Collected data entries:
------------
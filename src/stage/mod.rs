// src/stage/mod.rs

//! Value-typed workflow state machines.
//!
//! A [`Progression`] is one phase of a multi-step async workflow. Each call
//! to [`update_or_defer_next`](Progression::update_or_defer_next) consumes the
//! current value and yields the next [`State`]: either another running phase
//! or the final `Output`. A finished workflow is never a `Self` value, so it
//! cannot be stepped again.
//!
//! - [`compose`] drives a child progression inside a parent's state space.
//! - [`serial`] runs a list of progressions strictly one after another.

pub mod compose;
pub mod serial;

use std::fmt;

use crate::deferred::{Deferred, guarded};
use crate::engine::{Progress, Runner, UniformEnvironment};
use crate::errors::Result;
use crate::exec::Performer;

pub use compose::compose;
pub use serial::{Serial, Serially, serially};

/// Where a workflow is after one transition.
pub enum State<P: Progression> {
    /// More transitions are needed.
    Running(P),
    /// Terminal: the workflow's result.
    Finished(P::Output),
}

impl<P: Progression> State<P> {
    pub fn is_finished(&self) -> bool {
        matches!(self, State::Finished(_))
    }

    pub fn into_output(self) -> Option<P::Output> {
        match self {
            State::Finished(output) => Some(output),
            State::Running(_) => None,
        }
    }
}

impl<P> fmt::Debug for State<P>
where
    P: Progression + fmt::Debug,
    P::Output: fmt::Debug,
{
    fn fmt(&self, f: &mut fmt::Formatter<'_>) -> fmt::Result {
        match self {
            State::Running(p) => f.debug_tuple("Running").field(p).finish(),
            State::Finished(o) => f.debug_tuple("Finished").field(o).finish(),
        }
    }
}

/// How a transition was carried out.
pub enum Update<P: Progression> {
    /// The transition completed synchronously.
    Now(State<P>),
    /// The transition needs async work; the deferred yields the next state.
    Later(Deferred<State<P>>),
}

impl<P: Progression> Update<P> {
    /// Synchronously move to `next`.
    pub fn advance(next: P) -> Self {
        Update::Now(State::Running(next))
    }

    /// Synchronously finish with `output`.
    pub fn finish(output: P::Output) -> Self {
        Update::Now(State::Finished(output))
    }

    pub fn later(next: Deferred<State<P>>) -> Self {
        Update::Later(next)
    }

    /// Async transition that always lands on another running phase.
    pub fn later_advance(next: Deferred<P>) -> Self {
        Update::Later(next.map(State::Running))
    }
}

impl<P: Progression> fmt::Debug for Update<P> {
    fn fmt(&self, f: &mut fmt::Formatter<'_>) -> fmt::Result {
        match self {
            Update::Now(state) => {
                let kind = if state.is_finished() { "Finished" } else { "Running" };
                f.debug_tuple("Now").field(&kind).finish()
            }
            Update::Later(d) => f.debug_tuple("Later").field(d).finish(),
        }
    }
}

/// A workflow phase that knows how to compute its successor.
pub trait Progression: Sized + Send + 'static {
    type Output: Send + 'static;

    /// Perform one transition. Returning `Err` fails the whole workflow.
    fn update_or_defer_next(self) -> Result<Update<Self>>;

    /// Uniform wrapper: the next state as a deferred.
    fn next(self) -> Deferred<State<Self>> {
        match guarded(move || self.update_or_defer_next()) {
            Ok(Update::Now(state)) => Deferred::value(state),
            Ok(Update::Later(next)) => next,
            Err(err) => Deferred::failed(err),
        }
    }

    /// Drive to completion, submitting every step through `performer`.
    ///
    /// `progress` is consulted before each step; once it reports false the
    /// run ends with `FlowError::Cancelled` and no further steps execute.
    fn deferred(self, performer: Performer, progress: Option<Progress>) -> Deferred<Self::Output> {
        let mut runner = Runner::new(UniformEnvironment::new(performer));
        if let Some(progress) = progress {
            runner = runner.with_progress(progress);
        }
        runner.run(self)
    }
}
// tests/deferred_behaviour.rs

mod common;
use crate::common::{capture, init_tracing, resolve_now};

use std::sync::atomic::{AtomicUsize, Ordering};
use std::sync::{Arc, Mutex};
use std::thread;

use stageflow::{Continuation, Deferred, FlowError};

#[test]
fn immediate_success_runs_continuation_once_on_same_stack() {
    init_tracing();

    let calls = Arc::new(AtomicUsize::new(0));
    let caller = thread::current().id();
    let seen_thread = Arc::new(Mutex::new(None));

    let (c, t) = (Arc::clone(&calls), Arc::clone(&seen_thread));
    Deferred::value(11).perform(move |result| {
        c.fetch_add(1, Ordering::SeqCst);
        *t.lock().unwrap() = Some(thread::current().id());
        assert_eq!(result.unwrap(), 11);
    });

    // Returned only after the continuation ran: synchronous delivery.
    assert_eq!(calls.load(Ordering::SeqCst), 1);
    assert_eq!(*seen_thread.lock().unwrap(), Some(caller));
}

#[test]
fn failure_skips_map_and_flat_map() {
    init_tracing();

    let transforms = Arc::new(AtomicUsize::new(0));
    let (t1, t2) = (Arc::clone(&transforms), Arc::clone(&transforms));

    let d = Deferred::<u32>::failed(FlowError::failure("disk gone"))
        .map(move |v| {
            t1.fetch_add(1, Ordering::SeqCst);
            v + 1
        })
        .and_then(move |v| {
            t2.fetch_add(1, Ordering::SeqCst);
            Deferred::value(v * 2)
        });

    let err = resolve_now(d).unwrap_err();
    assert_eq!(err.to_string(), "disk gone");
    assert_eq!(transforms.load(Ordering::SeqCst), 0);
}

#[test]
fn flat_map_receives_the_raw_failure() {
    let d = Deferred::<u32>::failed(FlowError::Cancelled).flat_map(|result| match result {
        Ok(_) => Deferred::value("ok"),
        Err(err) if err.is_cancellation() => Deferred::value("recovered"),
        Err(err) => Deferred::failed(err),
    });
    assert_eq!(resolve_now(d).unwrap(), "recovered");
}

#[test]
fn try_flat_map_error_becomes_failed_deferred() {
    let d = Deferred::value(3).try_flat_map(|_| -> stageflow::Result<Deferred<u32>> {
        Err(FlowError::failure("bad header"))
    });
    assert!(resolve_now(d).is_err());
}

#[test]
fn map_fusion_matches_composed_map() {
    let f = |x: i64| x * 3;
    let g = |x: i64| x - 4;

    for input in [-2_i64, 0, 5, 1000] {
        let calls_a = Arc::new(AtomicUsize::new(0));
        let calls_b = Arc::new(AtomicUsize::new(0));

        let (ca, cb) = (Arc::clone(&calls_a), Arc::clone(&calls_b));
        let chained = Arc::new(Mutex::new(None));
        let fused = Arc::new(Mutex::new(None));
        let (sa, sb) = (Arc::clone(&chained), Arc::clone(&fused));

        Deferred::value(input).map(f).map(g).perform(move |r| {
            ca.fetch_add(1, Ordering::SeqCst);
            *sa.lock().unwrap() = Some(r.unwrap());
        });
        Deferred::value(input).map(move |x| g(f(x))).perform(move |r| {
            cb.fetch_add(1, Ordering::SeqCst);
            *sb.lock().unwrap() = Some(r.unwrap());
        });

        assert_eq!(*chained.lock().unwrap(), *fused.lock().unwrap());
        assert_eq!(calls_a.load(Ordering::SeqCst), 1);
        assert_eq!(calls_b.load(Ordering::SeqCst), 1);
    }
}

#[test]
fn future_deferred_resolves_on_the_registrations_thread() {
    let d = Deferred::future(|cont: Continuation<thread::ThreadId>| {
        thread::spawn(move || cont.succeed(thread::current().id()));
    });

    let (tx, rx) = std::sync::mpsc::channel();
    d.map(|id| (id, thread::current().id())).perform(move |r| {
        tx.send(r).unwrap();
    });

    let (produced_on, mapped_on) = rx.recv().unwrap().unwrap();
    assert_eq!(produced_on, mapped_on);
    assert_ne!(produced_on, thread::current().id());
}

#[test]
fn first_error_wins_across_a_chain() {
    let d = Deferred::value(1)
        .try_map(|_| -> stageflow::Result<u32> { Err(FlowError::Stopped) })
        .try_map(|_| -> stageflow::Result<u32> { Err(FlowError::failure("later")) });
    assert!(matches!(resolve_now(d), Err(FlowError::Stopped)));
}

#[test]
fn promise_delivers_across_threads() {
    let (promise, d) = Deferred::promise();
    let slot = capture(d.map(|s: String| s.len()));
    assert!(slot.lock().unwrap().is_none());

    thread::spawn(move || promise.succeed("twelve chars".to_string()))
        .join()
        .unwrap();
    assert_eq!(slot.lock().unwrap().take().unwrap().unwrap(), 12);
}

#[test]
fn all_collects_in_order() {
    let (promise, late) = Deferred::promise();
    let d = Deferred::all(vec![Deferred::value(1), late, Deferred::value(3)]);
    let slot = capture(d);
    assert!(slot.lock().unwrap().is_none());

    promise.succeed(2);
    assert_eq!(slot.lock().unwrap().take().unwrap().unwrap(), vec![1, 2, 3]);
}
------------
Task to complete: Reproduce each line from the records that contains the word "serial".

Exercise solution:
//! - [`serial`] runs a list of progressions strictly one after another.
pub mod serial;
pub use serial::{Serial, Serially, serially};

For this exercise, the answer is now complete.